What does any of this have to do with Pride? Well, this year, the idea of “chosen family” resonates deeply. Like so many of us, I’m weathering a personal storm as a close family member’s harmful behavior of late weighs heavy on my heart. I tell you this because I know my story is a common one, and part of why Pride means so much to me this year: how, more than ever, given a years-long global pandemic that still endures, it’s about the families we create when we don’t feel loved or safe around our own. And my immense gratitude for mine. Jim and Aric and Alison and Ross and Lauren and Michael and Mathias and Kris and Mark and Ray, and on and on. These are the people who have allowed me to be something that, around other people, I can’t be: the best version of myself.
These last few years have taken a lot out of us. We may never know just how much since we’re still living in it and may be for quite some time still. Personally, I unexpectedly moved a couple of times; those transitions were rough. Amid uncomfortable change and turmoil, I started overseeing all the stories you read in these pages in my new position as Editorial Director, a role I don’t take lightly. There was a breakup somewhere in there too. Then what we all dealt with: the everyday anxiety and fear of living in an unnatural state of pandemicness. Shelter in place, wear a mask, wash your Grape Nuts.
Now, I keep a book by my bed. It’s one Jim gave me for Christmas — “Thank You For Being a Pod,” a self-curated book of photos of us from August 2020 to October 2021, our could’ve-been-harder pandemic year. There wasn’t just crying the day he handed it to me — there were crying noises. Only a friend like Jim can make you feel a love so deep it can carry you through anything.
During a year of anxiety-inducing uncertainty, I lived with Jim and his husband Aric when I wasn’t sure where else I would go. My insensitive landlord came back to live in her condo, failed to give me much notice, and there weren’t many rental options then. So we lived together. A community of three. The worst and best year of my life. After my breakup, I came home to them on the couch, cried more sloppy tears, talked and watched them watch “Real Housewives” before I saw myself off to a surprisingly sound sleep just knowing they were… there.
Then, there they were again when I grieved the death of my 16-year-old family dog, Maddie.
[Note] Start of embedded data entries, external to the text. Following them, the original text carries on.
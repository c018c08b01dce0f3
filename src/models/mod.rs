pub mod chat;
pub mod common;

pub use chat::*;
pub use common::*;
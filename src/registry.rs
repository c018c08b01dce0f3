use crate::{
    config::ProviderConfig,
    error::{ProviderError, Result},
    models::ProviderDescriptor,
    providers::{
        cerebras, groq, moonshot, openai, openrouter, AnthropicClient, GeminiClient,
        ProviderClient, ProviderKind,
    },
};
use std::collections::HashMap;
use std::sync::Arc;

/// Maps stored provider ids to client instances.
pub struct ProviderRegistry {
    providers: HashMap<ProviderKind, Arc<dyn ProviderClient>>,
}

impl Default for ProviderRegistry {
    fn default() -> Self {
        Self::new(&ProviderConfig::default())
    }
}

impl ProviderRegistry {
    pub fn new(config: &ProviderConfig) -> Self {
        let providers = ProviderKind::ALL
            .into_iter()
            .map(|kind| (kind, Self::build_client(kind, config)))
            .collect();

        Self { providers }
    }

    fn build_client(kind: ProviderKind, config: &ProviderConfig) -> Arc<dyn ProviderClient> {
        let base_url = config.base_url(kind);
        match kind {
            ProviderKind::OpenAi => Arc::new(openai::client().with_base_url(base_url)),
            ProviderKind::Groq => Arc::new(groq::client().with_base_url(base_url)),
            ProviderKind::Cerebras => Arc::new(cerebras::client().with_base_url(base_url)),
            ProviderKind::Moonshot => Arc::new(moonshot::client().with_base_url(base_url)),
            ProviderKind::OpenRouter => Arc::new(
                openrouter::client(config.site_url.as_deref(), config.site_name.as_deref())
                    .with_base_url(base_url),
            ),
            ProviderKind::Anthropic => Arc::new(AnthropicClient::new().with_base_url(base_url)),
            ProviderKind::Gemini => Arc::new(GeminiClient::new().with_base_url(base_url)),
        }
    }

    /// Replaces the client registered for `kind`.
    pub fn with_client(mut self, kind: ProviderKind, client: Arc<dyn ProviderClient>) -> Self {
        self.providers.insert(kind, client);
        self
    }

    pub fn get(&self, kind: ProviderKind) -> Option<Arc<dyn ProviderClient>> {
        self.providers.get(&kind).cloned()
    }

    /// Looks up a stored provider id. Unknown ids are an error rather than
    /// a silent switch to the default provider.
    pub fn resolve(&self, provider_id: &str) -> Result<Arc<dyn ProviderClient>> {
        let kind: ProviderKind = provider_id.parse()?;
        self.get(kind)
            .ok_or_else(|| ProviderError::UnknownProvider(provider_id.to_string()))
    }

    pub fn descriptors(&self) -> Vec<ProviderDescriptor> {
        ProviderKind::ALL
            .into_iter()
            .filter_map(|kind| self.providers.get(&kind))
            .map(|client| client.descriptor().clone())
            .collect()
    }
}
I even started calling their home “Hope House” as a joke. The joke, though, was always rooted in something very real because how could it not be. Simply by having them around, by taking long winter walks together, projectile-laughing at dogs doing stupid things on TikTok and toasting to Biden’s win and the optimism of what that meant for our country and the LGBTQ+ community, I felt like everything was going to be OK.
And so when I think about Pride now, I think about our time together — as a pandemic pod, as a little loving chosen family — and I cherish it, and I think about all of my queer and ally friends. I think about “Hope House.” How that community of three is just a small part of an ever-expanding “Hope House” of found families keeping each other feeling safe and loved and, in these times, OK enough to keep going.